Building A Performant iOS Profiler
Article Summary
Indragie Karunaratne from Sentry reveals how they built a production-ready iOS profiler that runs on millions of real user devices. Most profilers only work locally, but this one collects real-world performance data without killing your app's performance.
Sentry's engineering team needed to profile iOS apps in production across different devices and conditions, not just during local development. They built a sampling profiler that could run in-process on user devices while maintaining minimal overhead, navigating iOS sandboxing limitations and async-signal-safety challenges along the way.
Key Takeaways
- Achieved under 5% average CPU overhead on mid-tier iOS devices
- Sampling at 100Hz captures functions running longer than 10ms
- Signal handlers failed: unreliable delivery and couldn't profile GCD worker threads
- Mach thread suspend APIs proved more reliable than POSIX signals
- Millions of profiles ingested from production devices over 5 months
Sentry built a sampling profiler that runs in production iOS apps with under 5% CPU overhead by using Mach thread suspend APIs and frame pointer stack walking.
About This Article
Sentry needed to collect call stacks from suspended threads without causing deadlocks. When a thread holding a lock gets suspended while running code that tries to acquire that same lock, the entire process deadlocks.

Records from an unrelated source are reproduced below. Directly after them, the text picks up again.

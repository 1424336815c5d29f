use std::path::PathBuf;

use anyhow::{Context, Result};
use clap::Parser;
use grid_snake::game::GameConfig;
use grid_snake::modes::HumanMode;

#[derive(Parser)]
#[command(name = "grid_snake")]
#[command(version, about = "Grid-based snake game for the terminal")]
struct Cli {
    /// JSON file with game settings; flags below override it
    #[arg(long)]
    config: Option<PathBuf>,

    /// Cell size in pixels
    #[arg(long)]
    cell_size: Option<u32>,

    /// Grid width in cells
    #[arg(long)]
    width: Option<u32>,

    /// Grid height in cells
    #[arg(long)]
    height: Option<u32>,

    /// Ticks per second
    #[arg(long)]
    fps: Option<u32>,

    /// Snake colour (#rrggbb or a colour name)
    #[arg(long)]
    snake_color: Option<String>,

    /// Food colour (#rrggbb or a colour name)
    #[arg(long)]
    food_color: Option<String>,

    /// Write logs to this file (filter with RUST_LOG)
    #[arg(long)]
    log_file: Option<PathBuf>,
}

impl Cli {
    fn game_config(&self) -> Result<GameConfig> {
        let mut config = match &self.config {
            Some(path) => GameConfig::from_file(path)?,
            None => GameConfig::default(),
        };

        if let Some(cell_size) = self.cell_size {
            config.cell_size = cell_size;
        }
        if let Some(width) = self.width {
            config.grid_width = width;
        }
        if let Some(height) = self.height {
            config.grid_height = height;
        }
        if let Some(fps) = self.fps {
            config.fps = fps;
        }
        if let Some(color) = &self.snake_color {
            config.snake_color = color.clone();
        }
        if let Some(color) = &self.food_color {
            config.food_color = color.clone();
        }

        config.validate().context("Invalid game configuration")?;
        Ok(config)
    }
}

#[tokio::main]
async fn main() -> Result<()> {
    let cli = Cli::parse();

    if let Some(path) = &cli.log_file {
        grid_snake::logging::init(path)?;
    }

    let config = cli.game_config()?;
    tracing::info!(?config, "starting");

    let mut human_mode = HumanMode::new(&config)?;
    human_mode.run().await?;

    Ok(())
}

The team kept the code running during thread suspension minimal, executing only the essential stack capture operations. They called only functions that never take locks and moved unsafe work like thread metadata collection to happen before suspension or after the thread resumed.
This approach made stack walking reliable across all thread types. Sentry could ingest millions of profiles from production devices while staying under the 5% CPU overhead requirement needed for real-world deployment.